The discovery was made on the 600 block of Disston Street in Lawndale. Police said they called in SPCA officers, who concluded that the remains did not seem suspicious and were likely part of a ritual animal sacrifice.
“We did go out there to see if we could find any information that would lead us to who put them there,” Wendy Marano of the Pennsylvania SPCA said. “They could be charged with illegal dumping, but it’s not illegal to humanely sacrifice an animal as part of a religious ritual.”
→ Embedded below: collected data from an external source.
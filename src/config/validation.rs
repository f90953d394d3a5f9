//! Configuration validation.
//!
//! # Responsibilities
//! - Semantic validation (serde handles syntactic)
//! - Validate bind addresses and TLS material paths
//!
//! # Design Decisions
//! - Returns all validation errors, not just the first
//! - Validation is a pure function over the config

use std::net::SocketAddr;

use thiserror::Error;

use crate::config::schema::ServerConfig;

#[derive(Debug, Error)]
pub enum ValidationError {
    #[error("invalid bind address '{address}' for {listener}")]
    InvalidBindAddress { listener: &'static str, address: String },

    #[error("TLS {kind} file does not exist: {path}")]
    MissingTlsFile { kind: &'static str, path: String },

    #[error("static asset directory does not exist: {path}")]
    MissingStaticDir { path: String },
}

/// Validate a configuration, collecting every problem found.
pub fn validate_config(config: &ServerConfig) -> Result<(), Vec<ValidationError>> {
    let mut errors = Vec::new();

    if config.listener.bind_address.parse::<SocketAddr>().is_err() {
        errors.push(ValidationError::InvalidBindAddress {
            listener: "http",
            address: config.listener.bind_address.clone(),
        });
    }

    if let Some(https) = &config.listener.https {
        if https.bind_address.parse::<SocketAddr>().is_err() {
            errors.push(ValidationError::InvalidBindAddress {
                listener: "https",
                address: https.bind_address.clone(),
            });
        }
        if !https.cert_path.exists() {
            errors.push(ValidationError::MissingTlsFile {
                kind: "certificate",
                path: https.cert_path.display().to_string(),
            });
        }
        if !https.key_path.exists() {
            errors.push(ValidationError::MissingTlsFile {
                kind: "private key",
                path: https.key_path.display().to_string(),
            });
        }
    }

    if let Some(dir) = &config.assets.static_dir {
        if !dir.is_dir() {
            errors.push(ValidationError::MissingStaticDir {
                path: dir.display().to_string(),
            });
        }
    }

    if errors.is_empty() {
        Ok(())
    } else {
        Err(errors)
    }
}

#[cfg(test)]
mod tests {
    use super::*;
    use crate::config::schema::HttpsConfig;

    #[test]
    fn default_config_is_valid() {
        assert!(validate_config(&ServerConfig::default()).is_ok());
    }

    #[test]
    fn bad_bind_address_is_reported() {
        let mut config = ServerConfig::default();
        config.listener.bind_address = "not-an-address".into();
        let errors = validate_config(&config).unwrap_err();
        assert_eq!(errors.len(), 1);
    }

    #[test]
    fn https_with_missing_material_collects_all_errors() {
        let mut config = ServerConfig::default();
        config.listener.https = Some(HttpsConfig {
            bind_address: "bogus".into(),
            cert_path: "/nonexistent/cert.pem".into(),
            key_path: "/nonexistent/key.pem".into(),
        });
        let errors = validate_config(&config).unwrap_err();
        assert_eq!(errors.len(), 3);
    }
}
//! Pipe coordination subsystem.
//!
//! # Data Flow
//! ```text
//! GET /p/<id>                          POST|PUT /p/<id>
//!     → registry.rs (get-or-create)        → registry.rs (get-or-create)
//!     → rendezvous.rs (park sink)          → rendezvous.rs (claim, take sink)
//!     → suspend on response channel        → transfer.rs (headers + stream)
//!     ◀ response delivered by sender       → completion fires, entry removed
//! ```
//!
//! # Design Decisions
//! - One enumerated state per pipe behind a single mutex; the two racy
//!   booleans of the naive design cannot be observed out of sync
//! - Receiver handoff and completion are both oneshot channels, so neither
//!   can fire twice
//! - The registry entry is removed by whoever finishes the transfer, after
//!   which the same path hosts a brand-new, independent pipe

pub mod registry;
pub mod rendezvous;
pub mod transfer;

pub use registry::PathRegistry;
pub use rendezvous::{Pipe, PipeBusy, SenderClaim};
//! TLS configuration and certificate loading.

use axum_server::tls_rustls::RustlsConfig;

use crate::config::HttpsConfig;

/// Load rustls material for the HTTPS listener from PEM files.
pub async fn load_tls_config(config: &HttpsConfig) -> Result<RustlsConfig, std::io::Error> {
    for (kind, path) in [
        ("certificate", &config.cert_path),
        ("private key", &config.key_path),
    ] {
        if !path.exists() {
            return Err(std::io::Error::new(
                std::io::ErrorKind::NotFound,
                format!("{kind} file not found: {}", path.display()),
            ));
        }
    }

    RustlsConfig::from_pem_file(&config.cert_path, &config.key_path).await
}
She said that the law, which allows for animals to be sacrificed during the practice of religion provided they are killed swiftly and not tortured, has been on the books since a 1992 court ruling. “We actually get quite a few animal mutilations, this isn’t the first. We’ve had several already this year,” Marano said, going so far as to call the occurrence “common.”
A man walking his dog a month ago in Pennypack Park, also in Northeast Philadelphia, stumbled on a box containing a headless goat and chicken parts, along with bags full of chicken and rooster remains.
Most recently, police executing a drug-related search warrant in a Chester County home last Monday found a trove of what appeared to be canine skulls and vertebrae, some of them gilded, along with a necklace made of teeth, chicken parts strung up from a backyard tree and a barbecue pit strewn with charred bones. They also reportedly uncovered books and writings about the occult.
“We do get a lot of calls from people who stumble across these things and it certainly is very disturbing to people who are not practitioners of that religion – it’s disturbing to us as the Pennsylvania SPCA,” Marano said. “But we are a law enforcement agency and we have to carry out the law as it is written regardless of our personal feelings. And the law recognizes this as a religious practice.”
Animal sacrifice is a part of many forms of Voodoo, some occult religions, and Santeria, which hails from the Caribbean Islands, Marano said. “If people are going to sacrifice animals during religious ceremonies, even if it’s legal, the practitioners should be disposing of them properly,” she added.